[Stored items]
++++++

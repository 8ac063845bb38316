//! A propositional formula and its canonical rendering.

use std::fmt;

use super::operators::BinaryOperator;
use super::variable::Variable;

/// A propositional formula, defined inductively:
///
/// ```ebnf
/// <formula>
///     ::= <identifier>
///     | ~ <formula>
///     | <formula> & <formula>
///     | <formula> | <formula>
///     | <formula> > <formula>
///     | <formula> = <formula>
/// ```
///
/// Trees are immutable once the parser has produced them. The tableau never
/// clones a formula; it borrows shared references into parser-owned trees,
/// so plain `Box` indirection is all the ownership machinery we need.
///
/// The `Display` implementation is the *canonical rendering*: an in-order
/// traversal that parenthesizes a child exactly when that child's
/// connective is binary. The tableau compares these rendered strings to
/// detect contradictions, so the rendering must stay deterministic and
/// total over everything the parser can produce.
#[derive(Debug, Clone, PartialEq, Eq, Hash)]
pub enum Formula {
    /// Base case: a single identifier atom.
    Ident(Variable),
    /// Negated sub-formula.
    Negation(Box<Formula>),
    /// Two sub-formulas joined by a binary connective.
    Binary(BinaryOperator, Box<Formula>, Box<Formula>),
}

impl Formula {
    /// Construct an identifier leaf.
    #[inline]
    pub fn ident<S>(name: S) -> Self
    where
        S: Into<String>,
    {
        Self::Ident(Variable::new(name))
    }

    /// Construct the negation of `operand`.
    #[inline]
    pub fn negation(operand: Formula) -> Self {
        Self::Negation(Box::new(operand))
    }

    /// Construct `left <op> right`.
    #[inline]
    pub fn binary(op: BinaryOperator, left: Formula, right: Formula) -> Self {
        Self::Binary(op, Box::new(left), Box::new(right))
    }

    /// Construct `left & right`.
    #[inline]
    pub fn conjunction(left: Formula, right: Formula) -> Self {
        Self::binary(BinaryOperator::And, left, right)
    }

    /// Construct `left | right`.
    #[inline]
    pub fn disjunction(left: Formula, right: Formula) -> Self {
        Self::binary(BinaryOperator::Or, left, right)
    }

    /// Construct `left > right`.
    #[inline]
    pub fn implication(left: Formula, right: Formula) -> Self {
        Self::binary(BinaryOperator::Implies, left, right)
    }

    /// Construct `left = right`.
    #[inline]
    pub fn equivalence(left: Formula, right: Formula) -> Self {
        Self::binary(BinaryOperator::Equiv, left, right)
    }

    /// An identifier occurrence has no inference rule; the tableau treats
    /// it as used from birth.
    pub fn is_ident(&self) -> bool {
        matches!(self, Self::Ident(_))
    }

    fn is_binary(&self) -> bool {
        matches!(self, Self::Binary(..))
    }

    /// Render a sub-formula, parenthesized iff its connective is binary.
    fn fmt_child(child: &Formula, f: &mut fmt::Formatter<'_>) -> fmt::Result {
        if child.is_binary() {
            write!(f, "({})", child)
        } else {
            write!(f, "{}", child)
        }
    }
}

impl fmt::Display for Formula {
    fn fmt(&self, f: &mut fmt::Formatter<'_>) -> fmt::Result {
        match self {
            Formula::Ident(v) => write!(f, "{}", v),
            Formula::Negation(operand) => {
                write!(f, "~")?;
                Formula::fmt_child(operand, f)
            }
            Formula::Binary(op, left, right) => {
                Formula::fmt_child(left, f)?;
                write!(f, " {} ", op)?;
                Formula::fmt_child(right, f)
            }
        }
    }
}

#[cfg(test)]
mod tests {
    use super::*;
    use assert2::check;

    #[test]
    fn ident_renders_bare() {
        check!("p" == Formula::ident("p").to_string());
    }

    #[test]
    fn negation_of_ident_is_unparenthesized() {
        check!("~p" == Formula::negation(Formula::ident("p")).to_string());
    }

    #[test]
    fn nested_negation_is_unparenthesized() {
        let f = Formula::negation(Formula::negation(Formula::ident("p")));
        check!("~~p" == f.to_string());
    }

    #[test]
    fn negation_of_binary_is_parenthesized() {
        let f = Formula::negation(Formula::conjunction(
            Formula::ident("p"),
            Formula::ident("q"),
        ));
        check!("~(p & q)" == f.to_string());
    }

    #[test]
    fn binary_children_are_parenthesized_iff_binary() {
        let f = Formula::implication(
            Formula::disjunction(Formula::ident("p"), Formula::ident("q")),
            Formula::negation(Formula::ident("r")),
        );
        check!("(p | q) > ~r" == f.to_string());
    }

    #[test]
    fn equivalence_symbol() {
        let f = Formula::equivalence(Formula::ident("p"), Formula::ident("q"));
        check!("p = q" == f.to_string());
    }
}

++++++

» **WHAT NEEDS TO BE DONE**
Reproduce all of the records exactly.

» **ANSWER FOR THIS EXERCISE**
repository 8ac063845bb38316
//! A propositional formula and its canonical rendering.

use std::fmt;

use super::operators::BinaryOperator;
use super::variable::Variable;

/// A propositional formula, defined inductively:
///
/// ```ebnf
/// <formula>
///     ::= <identifier>
///     | ~ <formula>
///     | <formula> & <formula>
///     | <formula> | <formula>
///     | <formula> > <formula>
///     | <formula> = <formula>
/// ```
///
/// Trees are immutable once the parser has produced them. The tableau never
/// clones a formula; it borrows shared references into parser-owned trees,
/// so plain `Box` indirection is all the ownership machinery we need.
///
/// The `Display` implementation is the *canonical rendering*: an in-order
/// traversal that parenthesizes a child exactly when that child's
/// connective is binary. The tableau compares these rendered strings to
/// detect contradictions, so the rendering must stay deterministic and
/// total over everything the parser can produce.
#[derive(Debug, Clone, PartialEq, Eq, Hash)]
pub enum Formula {
    /// Base case: a single identifier atom.
    Ident(Variable),
    /// Negated sub-formula.
    Negation(Box<Formula>),
    /// Two sub-formulas joined by a binary connective.
    Binary(BinaryOperator, Box<Formula>, Box<Formula>),
}

impl Formula {
    /// Construct an identifier leaf.
    #[inline]
    pub fn ident<S>(name: S) -> Self
    where
        S: Into<String>,
    {
        Self::Ident(Variable::new(name))
    }

    /// Construct the negation of `operand`.
    #[inline]
    pub fn negation(operand: Formula) -> Self {
        Self::Negation(Box::new(operand))
    }

    /// Construct `left <op> right`.
    #[inline]
    pub fn binary(op: BinaryOperator, left: Formula, right: Formula) -> Self {
        Self::Binary(op, Box::new(left), Box::new(right))
    }

    /// Construct `left & right`.
    #[inline]
    pub fn conjunction(left: Formula, right: Formula) -> Self {
        Self::binary(BinaryOperator::And, left, right)
    }

    /// Construct `left | right`.
    #[inline]
    pub fn disjunction(left: Formula, right: Formula) -> Self {
        Self::binary(BinaryOperator::Or, left, right)
    }

    /// Construct `left > right`.
    #[inline]
    pub fn implication(left: Formula, right: Formula) -> Self {
        Self::binary(BinaryOperator::Implies, left, right)
    }

    /// Construct `left = right`.
    #[inline]
    pub fn equivalence(left: Formula, right: Formula) -> Self {
        Self::binary(BinaryOperator::Equiv, left, right)
    }

    /// An identifier occurrence has no inference rule; the tableau treats
    /// it as used from birth.
    pub fn is_ident(&self) -> bool {
        matches!(self, Self::Ident(_))
    }

    fn is_binary(&self) -> bool {
        matches!(self, Self::Binary(..))
    }

    /// Render a sub-formula, parenthesized iff its connective is binary.
    fn fmt_child(child: &Formula, f: &mut fmt::Formatter<'_>) -> fmt::Result {
        if child.is_binary() {
            write!(f, "({})", child)
        } else {
            write!(f, "{}", child)
        }
    }
}

impl fmt::Display for Formula {
    fn fmt(&self, f: &mut fmt::Formatter<'_>) -> fmt::Result {
        match self {
            Formula::Ident(v) => write!(f, "{}", v),
            Formula::Negation(operand) => {
                write!(f, "~")?;
                Formula::fmt_child(operand, f)
            }
            Formula::Binary(op, left, right) => {
                Formula::fmt_child(left, f)?;
                write!(f, " {} ", op)?;
                Formula::fmt_child(right, f)
            }
        }
    }
}

#[cfg(test)]
mod tests {
    use super::*;
    use assert2::check;

    #[test]
    fn ident_renders_bare() {
        check!("p" == Formula::ident("p").to_string());
    }

    #[test]
    fn negation_of_ident_is_unparenthesized() {
        check!("~p" == Formula::negation(Formula::ident("p")).to_string());
    }

    #[test]
    fn nested_negation_is_unparenthesized() {
        let f = Formula::negation(Formula::negation(Formula::ident("p")));
        check!("~~p" == f.to_string());
    }

    #[test]
    fn negation_of_binary_is_parenthesized() {
        let f = Formula::negation(Formula::conjunction(
            Formula::ident("p"),
            Formula::ident("q"),
        ));
        check!("~(p & q)" == f.to_string());
    }

    #[test]
    fn binary_children_are_parenthesized_iff_binary() {
        let f = Formula::implication(
            Formula::disjunction(Formula::ident("p"), Formula::ident("q")),
            Formula::negation(Formula::ident("r")),
        );
        check!("(p | q) > ~r" == f.to_string());
    }

    #[test]
    fn equivalence_symbol() {
        let f = Formula::equivalence(Formula::ident("p"), Formula::ident("q"));
        check!("p = q" == f.to_string());
    }
}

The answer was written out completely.